With many foreign-owned multinationals reporting difficulties in selling part of their operations to BEE partners, Siemens Southern Africa has led the field as far back as 2000, when the company sold 26% of its local operation to two empowered organisations.
With broad-based empowerment partners Africom and Sekunjalo each holding 13% of Siemens Southern Africa, this pioneering move has been complimented with an active diversity management programme covering race, culture and gender issues; preferential procurement policies augmented by a supplier development programme that encourages the growth and development of black-owned companies and employment equity.
As the first South African to head the local Siemens operation that covers most of sub-Saharan Africa, Siemens Southern Africa sees empowerment as a business imperative aimed at ensuring that previously disadvantaged groups are able to derive greater benefit from participation in the economic mainstream. Preferential procurement also ensures that more than half the goods and services bought by the company are from black-owned and empowered enterprises, many of which are small to medium sized business, a business area that holds the most promise in terms of job creation.

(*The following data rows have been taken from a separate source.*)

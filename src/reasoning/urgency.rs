use crate::models::enums::UrgencyLevel;
use crate::models::patient::PatientAttributes;

use super::types::{RiskAssessment, StageResult, SymptomAnalysis};

/// Stage 5. First matching rule wins, from CRITICAL down.
pub fn evaluate(
    symptoms: &SymptomAnalysis,
    risk: &RiskAssessment,
    patient: &PatientAttributes,
) -> StageResult<UrgencyLevel> {
    let urgency = symptoms.urgency_score;
    let high_risk = risk.high_risk_cancers.len();

    let (level, reason) = if symptoms.requires_immediate_attention {
        (UrgencyLevel::Critical, "symptoms require immediate attention".to_string())
    } else if patient.has_red_flag() {
        let flags: Vec<&str> = patient.red_flags.iter().map(|f| f.as_str()).collect();
        (UrgencyLevel::Critical, format!("red flag symptoms reported: {}", flags.join(", ")))
    } else if urgency >= 8.0 {
        (UrgencyLevel::Critical, format!("symptom urgency {urgency:.2} is at least 8"))
    } else if urgency >= 6.0 {
        (UrgencyLevel::High, format!("symptom urgency {urgency:.2} is at least 6"))
    } else if high_risk > 2 {
        (UrgencyLevel::High, format!("{high_risk} high-risk cancer types"))
    } else if patient.cancer_history && urgency >= 4.0 {
        (
            UrgencyLevel::High,
            format!("previous cancer history with symptom urgency {urgency:.2}"),
        )
    } else if urgency >= 4.0 {
        (UrgencyLevel::Moderate, format!("symptom urgency {urgency:.2} is at least 4"))
    } else if high_risk >= 1 {
        (UrgencyLevel::Moderate, format!("{high_risk} high-risk cancer type(s)"))
    } else {
        (UrgencyLevel::Low, "no urgency criteria met".to_string())
    };

    StageResult::new(level, format!("Urgency level {level}: {reason}"))
}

Siemens Southern Africa has a long track record of working together with black-owned businesses when bidding for government tenders. An example of this is the organisation’s participation in the Impilo consortium to equip, manage and run the Albert Luthuli Central Hospital in KwaZulu-Natal – the first public private partnership (PPP) of its kind in the healthcare sector and one that could set a trend on partnerships between the government and the private sector in delivering services to the people of South Africa.
Siemens Business Services, together with its empowerment partner Sifikile, has won several lucrative outsourcing contracts with government, including PetroSA and the ten year, R1,25-billion PPP with the Department of Labour. The partnership with Sifikile is crucial, as the organisation plays an active role in strategic operations as well as overseeing the delivery of most of the company’s procurement services, with more than 50% of this sourced from black-owned companies.
In spite of the fact Siemens Southern Africa employs more than 3,000 people locally, robust economic growth and increased infrastructure spending could result in a shortage of skills, a factor already identified by government and industry as a limitation to national growth and development. To meet the need for skilled staff, Siemens provides on-going opportunities for staff to acquire and upgrade their skills through in-house or external training programmes, and as a multinational company, allows for local staff to be deployed in Siemens operations across the globe.
Given the tremendous size of the group and its many operating divisions encompassing everything from steam and gas turbines for electricity generation, instrumentation and control systems used in many of the country’s power stations through to X-ray machines and PABXs, one strategy employed by the organisation to promote its wide range of diverse offerings is ‘Siemens One’, an approach that aims to exploit cross-selling opportunities across several key clients.
As a multinational, Siemens’ corporate social responsibility programmes are implemented by the group’s operations at a local level, where each subsidiary determines how allocated funds should be spent.